## Work to complete:
Set the following entries down again exactly, line by line.

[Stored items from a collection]
use sea_orm_migration::prelude::*;

pub struct Migration;

impl MigrationName for Migration {
    fn name(&self) -> &str {
        "m202601050002_create_courses"
    }
}

#[async_trait::async_trait]
impl MigrationTrait for Migration {
    async fn up(&self, manager: &SchemaManager) -> Result<(), DbErr> {
        manager
            .create_table(
                Table::create()
                    .table(Alias::new("courses"))
                    .if_not_exists()
                    .col(
                        ColumnDef::new(Alias::new("id"))
                            .integer()
                            .not_null()
                            .auto_increment()
                            .primary_key(),
                    )
                    .col(
                        ColumnDef::new(Alias::new("code"))
                            .string()
                            .not_null()
                            .unique_key(),
                    )
                    .col(ColumnDef::new(Alias::new("title")).string().not_null())
                    .col(
                        ColumnDef::new(Alias::new("instructor_id"))
                            .integer()
                            .not_null(),
                    )
                    .col(
                        ColumnDef::new(Alias::new("created_at"))
                            .timestamp()
                            .not_null()
                            .default(Expr::cust("CURRENT_TIMESTAMP")),
                    )
                    .col(
                        ColumnDef::new(Alias::new("updated_at"))
                            .timestamp()
                            .not_null()
                            .default(Expr::cust("CURRENT_TIMESTAMP")),
                    )
                    .foreign_key(
                        ForeignKey::create()
                            .from(Alias::new("courses"), Alias::new("instructor_id"))
                            .to(Alias::new("users"), Alias::new("id"))
                            .on_delete(ForeignKeyAction::Cascade),
                    )
                    .to_owned(),
            )
            .await
    }

    async fn down(&self, manager: &SchemaManager) -> Result<(), DbErr> {
        manager
            .drop_table(Table::drop().table(Alias::new("courses")).to_owned())
            .await
    }
}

## Finished exercise:
use sea_orm_migration::prelude::*;

pub struct Migration;

impl MigrationName for Migration {
    fn name(&self) -> &str {
        "m202601050002_create_courses"
    }
}

#[async_trait::async_trait]
impl MigrationTrait for Migration {
    async fn up(&self, manager: &SchemaManager) -> Result<(), DbErr> {
        manager
            .create_table(
                Table::create()
                    .table(Alias::new("courses"))
                    .if_not_exists()
                    .col(
                        ColumnDef::new(Alias::new("id"))
                            .integer()
                            .not_null()
                            .auto_increment()
                            .primary_key(),
                    )
                    .col(
                        ColumnDef::new(Alias::new("code"))
                            .string()
                            .not_null()
                            .unique_key(),
                    )
                    .col(ColumnDef::new(Alias::new("title")).string().not_null())
                    .col(
                        ColumnDef::new(Alias::new("instructor_id"))
                            .integer()
                            .not_null(),
                    )
                    .col(
                        ColumnDef::new(Alias::new("created_at"))
                            .timestamp()
                            .not_null()
                            .default(Expr::cust("CURRENT_TIMESTAMP")),
                    )
                    .col(
                        ColumnDef::new(Alias::new("updated_at"))
                            .timestamp()
                            .not_null()
                            .default(Expr::cust("CURRENT_TIMESTAMP")),
                    )
                    .foreign_key(
                        ForeignKey::create()
                            .from(Alias::new("courses"), Alias::new("instructor_id"))
                            .to(Alias::new("users"), Alias::new("id"))
                            .on_delete(ForeignKeyAction::Cascade),
                    )
                    .to_owned(),
            )
            .await
    }

    async fn down(&self, manager: &SchemaManager) -> Result<(), DbErr> {
        manager
            .drop_table(Table::drop().table(Alias::new("courses")).to_owned())
            .await
    }
}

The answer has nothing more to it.